Logical not on a scipy sparse matrix - python-3.x

I have a bag-of-words representation of a corpus stored in an D by W sparse matrix word_freqs. Each row is a document and each column is a word. A given element word_freqs[d,w] represents the number of occurrences of word w in document d.
I'm trying to obtain another D by W matrix not_word_occs where, for each element of word_freqs:
If word_freqs[d,w] is zero, not_word_occs[d,w] should be one.
Otherwise, not_word_occs[d,w] should be zero.
Eventually, this matrix will need to be multiplied with other matrices which might be dense or sparse.
I've tried a number of methods, including:
not_word_occs = (word_freqs == 0).astype(int)
This words for toy examples, but results in a MemoryError for my actual data (which is approx. 18,000x16,000).
I've also tried np.logical_not():
word_occs = sklearn.preprocessing.binarize(word_freqs)
not_word_occs = np.logical_not(word_freqs).astype(int)
This seemed promising, but np.logical_not() does not work on sparse matrices, giving the following error:
ValueError: The truth value of an array with more than one element is ambiguous. Use a.any() or a.all().
Any ideas or guidance would be appreciated.
(By the way, word_freqs is generated by sklearn's preprocessing.CountVectorizer(). If there's a solution that involves converting this to another kind of matrix, I'm certainly open to that.)

The complement of the nonzero positions of a sparse matrix is dense. So if you want to achieve your stated goals with standard numpy arrays you will require quite a bit of RAM. Here's a quick and totally unscientific hack to give you an idea, how many arrays of that sort your computer can handle:
>>> import numpy as np
>>> a = []
>>> for j in range(100):
... print(j)
... a.append(np.ones((16000, 18000), dtype=int))
My laptop chokes at j=1. So unless you have a really good computer even if you can get the complement (you can do
>>> compl = np.ones(S.shape,int)
>>> compl[S.nonzero()] = 0
) memory will be an issue.
One way out may be to not explicitly compute the complement let's call it C = B1 - A, where B1 is the same-shape matrix completely filled with ones and A the adjacency matrix of your original sparse matrix. For example the matrix product XC can be written as XB1 - XA so you have one multiplication with the sparse A and one with B1 which is actually cheap because it boils down to computing row sums. The point here is that you can compute that without computing C first.
A particularly simple example would be multiplication with a one-hot vector. Such a multiplication just selects a column (if multiplying from the right) or row (if multiplying from the left) of the other matrix.
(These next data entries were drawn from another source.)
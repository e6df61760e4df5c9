//! Typed configuration, merged from a TOML file with compiled-in defaults.
//!
//! Mirrors the shape of the recognized options table: every key is optional
//! and has a default, so a missing or partial config file is never a startup
//! failure on its own -- only semantically invalid values
//! (e.g. a negative duration) are `CoreError::ConfigInvalid`.

use crate::error::{CoreError, Result};
use serde::Deserialize;
use std::time::Duration;

#[derive(Debug, Clone, Deserialize)]
#[serde(default)]
pub struct BatchConfig {
    pub size: usize,
    pub flush_interval_secs: u64,
}

impl Default for BatchConfig {
    fn default() -> Self {
        Self {
            size: 100,
            flush_interval_secs: 30,
        }
    }
}

#[derive(Debug, Clone, Deserialize)]
#[serde(default)]
pub struct RecorderConfig {
    pub retention_days: u64,
}

impl Default for RecorderConfig {
    fn default() -> Self {
        Self { retention_days: 30 }
    }
}

#[derive(Debug, Clone, Deserialize)]
#[serde(default)]
pub struct HealthConfig {
    pub interval_secs: u64,
    pub max_latency_ms: u64,
    pub max_consecutive_failures: u32,
    pub connection_timeout_secs: u64,
}

impl Default for HealthConfig {
    fn default() -> Self {
        Self {
            interval_secs: 30,
            max_latency_ms: 500,
            max_consecutive_failures: 3,
            connection_timeout_secs: 10,
        }
    }
}

#[derive(Debug, Clone, Deserialize)]
#[serde(default)]
pub struct FailoverConfig {
    pub failback_cooldown_secs: u64,
}

impl Default for FailoverConfig {
    fn default() -> Self {
        Self {
            failback_cooldown_secs: 300,
        }
    }
}

#[derive(Debug, Clone, Deserialize)]
#[serde(default)]
pub struct CircuitConfig {
    pub failure_threshold: u32,
    pub timeout_secs: u64,
    pub success_threshold: f64,
    pub min_requests_for_success_rate: u32,
}

impl Default for CircuitConfig {
    fn default() -> Self {
        Self {
            failure_threshold: 5,
            timeout_secs: 30,
            success_threshold: 0.5,
            min_requests_for_success_rate: 10,
        }
    }
}

#[derive(Debug, Clone, Deserialize)]
#[serde(default)]
pub struct RetryConfig {
    pub attempts: u32,
    pub delay_secs: u64,
}

impl Default for RetryConfig {
    fn default() -> Self {
        Self {
            attempts: 3,
            delay_secs: 5,
        }
    }
}

#[derive(Debug, Clone, Deserialize)]
#[serde(default)]
pub struct WorkerConfig {
    /// `None` means "use `std::thread::available_parallelism()`".
    pub count: Option<usize>,
}

impl Default for WorkerConfig {
    fn default() -> Self {
        Self { count: None }
    }
}

#[derive(Debug, Clone, Deserialize, Default)]
#[serde(default)]
pub struct CoreConfig {
    pub batch: BatchConfig,
    pub recorder: RecorderConfig,
    pub health: HealthConfig,
    pub failover: FailoverConfig,
    pub circuit: CircuitConfig,
    pub retry: RetryConfig,
    pub worker: WorkerConfig,
}

impl CoreConfig {
    /// Load from a TOML file, falling back to defaults for any missing
    /// section or key. A malformed file is `ConfigInvalid`.
    pub fn load_from_str(toml_src: &str) -> Result<Self> {
        toml::from_str(toml_src).map_err(|e| CoreError::ConfigInvalid(e.to_string()))
    }

    pub fn validate(&self) -> Result<()> {
        if self.circuit.success_threshold < 0.0 || self.circuit.success_threshold > 1.0 {
            return Err(CoreError::ConfigInvalid(
                "circuit.success_threshold must be in [0.0, 1.0]".to_string(),
            ));
        }
        if self.circuit.failure_threshold == 0 {
            return Err(CoreError::ConfigInvalid(
                "circuit.failure_threshold must be > 0".to_string(),
            ));
        }
        if self.circuit.min_requests_for_success_rate == 0 {
            return Err(CoreError::ConfigInvalid(
                "circuit.min_requests_for_success_rate must be > 0".to_string(),
            ));
        }
        Ok(())
    }

    pub fn worker_count(&self) -> usize {
        self.worker
            .count
            .unwrap_or_else(|| std::thread::available_parallelism().map(|n| n.get()).unwrap_or(4))
    }

    pub fn batch_flush_interval(&self) -> Duration {
        Duration::from_secs(self.batch.flush_interval_secs)
    }

    pub fn recorder_retention(&self) -> Duration {
        Duration::from_secs(self.recorder.retention_days * 24 * 3600)
    }

    pub fn health_interval(&self) -> Duration {
        Duration::from_secs(self.health.interval_secs)
    }

    pub fn health_connection_timeout(&self) -> Duration {
        Duration::from_secs(self.health.connection_timeout_secs)
    }

    pub fn failback_cooldown(&self) -> Duration {
        Duration::from_secs(self.failover.failback_cooldown_secs)
    }

    pub fn circuit_timeout(&self) -> Duration {
        Duration::from_secs(self.circuit.timeout_secs)
    }

    pub fn retry_delay(&self) -> Duration {
        Duration::from_secs(self.retry.delay_secs)
    }
}

#[cfg(test)]
mod tests {
    use super::*;

    #[test]
    fn defaults_validate() {
        let cfg = CoreConfig::default();
        assert!(cfg.validate().is_ok());
        assert_eq!(cfg.batch.size, 100);
        assert_eq!(cfg.circuit.success_threshold, 0.5);
    }

    #[test]
    fn partial_toml_falls_back_to_defaults() {
        let cfg = CoreConfig::load_from_str("[circuit]\nfailure_threshold = 7\n").unwrap();
        assert_eq!(cfg.circuit.failure_threshold, 7);
        assert_eq!(cfg.circuit.timeout_secs, 30);
        assert_eq!(cfg.batch.size, 100);
    }

    #[test]
    fn invalid_success_threshold_rejected() {
        let cfg = CoreConfig::load_from_str("[circuit]\nsuccess_threshold = 1.5\n").unwrap();
        assert!(cfg.validate().is_err());
    }
}
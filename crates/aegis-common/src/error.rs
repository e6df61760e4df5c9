//! Shared error taxonomy for the notification and resilience core.

use thiserror::Error;

/// Cross-cutting error taxonomy. Most of these are never returned to a
/// caller directly -- the dispatcher and executor record them as counters
/// and structured log events (see `CoreError` variants' doc comments for
/// which ones are user-visible vs. internal-only).
#[derive(Error, Debug)]
pub enum CoreError {
    /// Surfaced at startup; fatal.
    #[error("invalid configuration: {0}")]
    ConfigInvalid(String),

    /// Recorder/user-repo I/O failure; local retry then drop-with-counter.
    #[error("transient repository error: {0}")]
    RepoTransient(String),

    /// Schema/authz failure; logged once per interval, counter incremented.
    #[error("permanent repository error: {0}")]
    RepoPermanent(String),

    /// Sink reported a retryable failure.
    #[error("transient sink error: {0}")]
    SinkTransient(String),

    /// Sink asked the caller to back off.
    #[error("sink rate limited: {0}")]
    SinkRateLimited(String),

    /// Sink reported a terminal failure; no retry.
    #[error("permanent sink error: {0}")]
    SinkPermanent(String),

    /// Push-specific terminal failure: the recipient token/address is dead.
    #[error("invalid recipient: {0}")]
    InvalidRecipient(String),

    /// Not really an error: a first-class observable drop outcome.
    #[error("rule evaluation dropped message: {0}")]
    RuleEvalDrop(String),

    /// Handled inside the health prober; never propagated.
    #[error("exchange probe failed: {0}")]
    ExchangeProbeFail(String),

    /// Returned as the executor's `default_return` path; failover callback
    /// fires separately.
    #[error("no available exchange")]
    NoAvailableExchange,

    /// Circuit is open; short-circuited before any adapter was tried.
    #[error("circuit open")]
    CircuitOpen,

    #[error("serialization error: {0}")]
    Serialization(#[from] serde_json::Error),
}

pub type Result<T> = std::result::Result<T, CoreError>;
Meaning you just need to find that column or row of the sparse matrix and take the complement (for a single slice no problem) and if you do this for a one-hot matrix, as above you needn't compute the complement explicitly.

Make a small sparse matrix:
In [743]: freq = sparse.random(10,10,.1)
In [744]: freq
Out[744]:
<10x10 sparse matrix of type '<class 'numpy.float64'>'
with 10 stored elements in COOrdinate format>
the repr(freq) shows the shape, elements and format.
In [745]: freq==0
/usr/local/lib/python3.5/dist-packages/scipy/sparse/compressed.py:213: SparseEfficiencyWarning: Comparing a sparse matrix with 0 using == is inefficient, try using != instead.
", try using != instead.", SparseEfficiencyWarning)
Out[745]:
<10x10 sparse matrix of type '<class 'numpy.bool_'>'
with 90 stored elements in Compressed Sparse Row format>
If do your first action, I get a warning and new array with 90 (out of 100) nonzero terms. That not is no longer sparse.
In general numpy functions do not work when applied to sparse matrices. To work they have to delegate the task to sparse methods. But even if logical_not worked it wouldn't solve the memory issue.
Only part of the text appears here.